After a few days of being in the Psych Ward, Dave was diagnosed with post traumatic stress disorder, major depressive disorder, anxiety and sleep apnea. He was put on a few different medications to help him sleep and get his depression and anxiety under control so he could come home and begin working on his overall health and wellness. Dave was released from the Psych Ward a week after he was admitted.
I didn’t know what to expect when Dave came home from the hospital. I knew things would be different, but I didn’t know how.
There were triggers that brought me back to the moment I found out he tried to kill himself. The first time he did something that he previous did right before he tried to kill himself always seemed to set me off into a tailspin of sadness. The first few days were really hard having him home. I didn’t realize how much his attempt on his life really scared me until he was home and I was reminded of how I felt in those moments. I was so thankful he was home and alive that those feelings of joy for his life brought me back to reality and have kept me moving forward instead of dwelling on the incident of suicide itself and more on helping my husband feel better.
LIving with a soldier with PTSD is a helpless feeling. I look at my husband I wish I would fix it for him, take all the pain away, make the experiences he’s endured go away. It breaks my heart to know that this is his battle to fight and that all I can do is stand by his side and support him in whatever way he needs me to.
But, since being home, our marriage has changed for the better. It hurts my heart to know that it took going to the hospital for it to happen, but our marriage is better, stronger for it. We communicate more than we ever did before and we have a mutual understanding of what each others needs are. Our lives together as a couple and a family will never be the same. Some things will get harder and some things will be easier. Not all days will be full of anxiety, nightmares and pain. Those are the days I hold on to.
I can feel our lives changing every day. I am committed to standing by my soldier and our family as we navigate through what a decade of war and training has done to our lives. It’s not going to be easy… but the struggle will be worth it when my husband is healthy, happy and in control of his life again.

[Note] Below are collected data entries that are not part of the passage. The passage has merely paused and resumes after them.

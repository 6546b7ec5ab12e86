//! Time-bucketed aggregation of raw readings into chartable series.
//!
//! Readings are grouped by the bucket label derived from the requested
//! granularity and each bucket is reduced to the integer average of its
//! values. Labels keep their first-occurrence order from the input stream;
//! they are never re-sorted, and buckets with no readings never appear.

use crate::core::granularity::Granularity;
use crate::core::types::{Metric, Reading};
use std::collections::HashMap;

/// An ordered label/value sequence for one metric, ready for plotting.
#[derive(Debug, Clone, PartialEq)]
pub struct Series {
    /// The metric this series charts
    pub metric: Metric,
    /// (bucket label, averaged value) pairs in first-occurrence order
    pub points: Vec<(String, i64)>,
}

impl Series {
    /// Bucket labels in order.
    pub fn labels(&self) -> Vec<&str> {
        self.points.iter().map(|(label, _)| label.as_str()).collect()
    }

    /// Averaged values in label order.
    pub fn values(&self) -> Vec<i64> {
        self.points.iter().map(|(_, value)| *value).collect()
    }
}

/// Aggregate readings into one series per metric.
///
/// The caller is expected to have filtered `readings` to the requested date
/// window; this function only truncates timestamps to bucket labels. Both
/// metrics of a sample carry the same timestamp, so the series share one
/// label ordering and the charted points align positionally.
///
/// An empty input returns an empty vector. The bot short-circuits on the
/// sensor's not-found signal before aggregating, so this path is a safety
/// net rather than a user flow.
pub fn aggregate(readings: &[Reading], granularity: Granularity) -> Vec<Series> {
    let mut metric_order: Vec<Metric> = Vec::new();
    let mut label_order: HashMap<Metric, Vec<String>> = HashMap::new();
    let mut buckets: HashMap<Metric, HashMap<String, Vec<i64>>> = HashMap::new();

    for reading in readings {
        let label = granularity.bucket_label(reading.timestamp);

        if !buckets.contains_key(&reading.metric) {
            metric_order.push(reading.metric);
        }
        let labels = label_order.entry(reading.metric).or_default();
        let values = buckets.entry(reading.metric).or_default();

        if !values.contains_key(&label) {
            labels.push(label.clone());
        }
        values.entry(label).or_default().push(reading.value);
    }

    metric_order
        .into_iter()
        .map(|metric| {
            // Both maps were populated together above.
            let labels = label_order.remove(&metric).unwrap_or_default();
            let mut values = buckets.remove(&metric).unwrap_or_default();

            let points = labels
                .into_iter()
                .map(|label| {
                    let bucket = values.remove(&label).unwrap_or_default();
                    let average = bucket.iter().sum::<i64>() / bucket.len().max(1) as i64;
                    (label, average)
                })
                .collect();

            Series { metric, points }
        })
        .collect()
}

#[cfg(test)]
mod tests {
    use super::*;
    use chrono::{NaiveDate, NaiveDateTime};

    fn ts(y: i32, mo: u32, d: u32, h: u32, mi: u32, s: u32) -> NaiveDateTime {
        NaiveDate::from_ymd_opt(y, mo, d)
            .unwrap()
            .and_hms_opt(h, mi, s)
            .unwrap()
    }

    #[test]
    fn test_day_aggregation_averages_same_second() {
        let readings = vec![
            Reading::new(ts(2023, 2, 21, 10, 0, 0), Metric::Bpm, 70),
            Reading::new(ts(2023, 2, 21, 10, 0, 0), Metric::Bpm, 74),
            Reading::new(ts(2023, 2, 21, 10, 0, 5), Metric::Bpm, 80),
        ];

        let series = aggregate(&readings, Granularity::Day);
        assert_eq!(series.len(), 1);
        assert_eq!(series[0].metric, Metric::Bpm);
        assert_eq!(
            series[0].points,
            vec![("10:00:00".to_string(), 72), ("10:00:05".to_string(), 80)]
        );
    }

    #[test]
    fn test_integer_average_floors() {
        let readings = vec![
            Reading::new(ts(2023, 2, 21, 10, 0, 0), Metric::Spo2, 97),
            Reading::new(ts(2023, 2, 21, 10, 0, 0), Metric::Spo2, 98),
        ];

        let series = aggregate(&readings, Granularity::Day);
        // (97 + 98) / 2 = 97 under floor division.
        assert_eq!(series[0].points, vec![("10:00:00".to_string(), 97)]);
    }

    #[test]
    fn test_single_reading_passes_through() {
        let readings = vec![Reading::new(ts(2023, 2, 21, 10, 0, 0), Metric::Bpm, 65)];

        let series = aggregate(&readings, Granularity::Day);
        assert_eq!(series[0].points, vec![("10:00:00".to_string(), 65)]);
    }

    #[test]
    fn test_month_aggregation_groups_by_day() {
        let readings = vec![
            Reading::new(ts(2023, 2, 1, 9, 0, 0), Metric::Bpm, 60),
            Reading::new(ts(2023, 2, 1, 21, 0, 0), Metric::Bpm, 80),
            Reading::new(ts(2023, 2, 15, 12, 0, 0), Metric::Bpm, 75),
        ];

        let series = aggregate(&readings, Granularity::Month);
        assert_eq!(
            series[0].points,
            vec![
                ("01/02/2023".to_string(), 70),
                ("15/02/2023".to_string(), 75)
            ]
        );
    }

    #[test]
    fn test_year_aggregation_groups_by_month() {
        let readings = vec![
            Reading::new(ts(2023, 1, 10, 9, 0, 0), Metric::Spo2, 96),
            Reading::new(ts(2023, 1, 20, 9, 0, 0), Metric::Spo2, 98),
            Reading::new(ts(2023, 6, 5, 9, 0, 0), Metric::Spo2, 99),
        ];

        let series = aggregate(&readings, Granularity::Year);
        assert_eq!(
            series[0].points,
            vec![("01/2023".to_string(), 97), ("06/2023".to_string(), 99)]
        );
    }

    #[test]
    fn test_two_metrics_share_label_ordering() {
        let sample_times = [ts(2023, 2, 21, 10, 0, 0), ts(2023, 2, 21, 10, 0, 5)];
        let mut readings = Vec::new();
        for (i, t) in sample_times.iter().enumerate() {
            readings.push(Reading::new(*t, Metric::Bpm, 70 + i as i64));
            readings.push(Reading::new(*t, Metric::Spo2, 97));
        }

        let series = aggregate(&readings, Granularity::Day);
        assert_eq!(series.len(), 2);
        assert_eq!(series[0].metric, Metric::Bpm);
        assert_eq!(series[1].metric, Metric::Spo2);
        assert_eq!(series[0].labels(), series[1].labels());
    }

    #[test]
    fn test_day_labels_collapse_across_calendar_days() {
        // Day granularity keeps only time-of-day: readings from different
        // calendar days with the same clock time land in one bucket. The
        // caller must pre-filter to a single day.
        let readings = vec![
            Reading::new(ts(2023, 2, 21, 10, 0, 0), Metric::Bpm, 60),
            Reading::new(ts(2023, 2, 22, 10, 0, 0), Metric::Bpm, 80),
        ];

        let series = aggregate(&readings, Granularity::Day);
        assert_eq!(series[0].points, vec![("10:00:00".to_string(), 70)]);
    }

    #[test]
    fn test_empty_input_yields_no_series() {
        assert!(aggregate(&[], Granularity::Day).is_empty());
    }
}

You may be wondering why I am sharing this story with you on my food blog. My husband wondered the same thing when I asked him if I could share this with my readers. It’s simple, my blog has allowed me to express myself in ways that I never imagined. Over the last 5 1/2 years of writing here, I have found that sharing the hard times with my readers really has helped me to cope and move forward. Meeting others who have gone through similar situations, creating connections with those who understand my feelings…. well that’s simply priceless. I share, because I want others to know that they are NOT ALONE in this battle against PTSD and that I am not afraid to talk about it.
So I will probably write about PTSD and our family again. It maybe an entire post, it may be a few paragraphs included with a recipe. But this is now a part of my life and I am embracing it.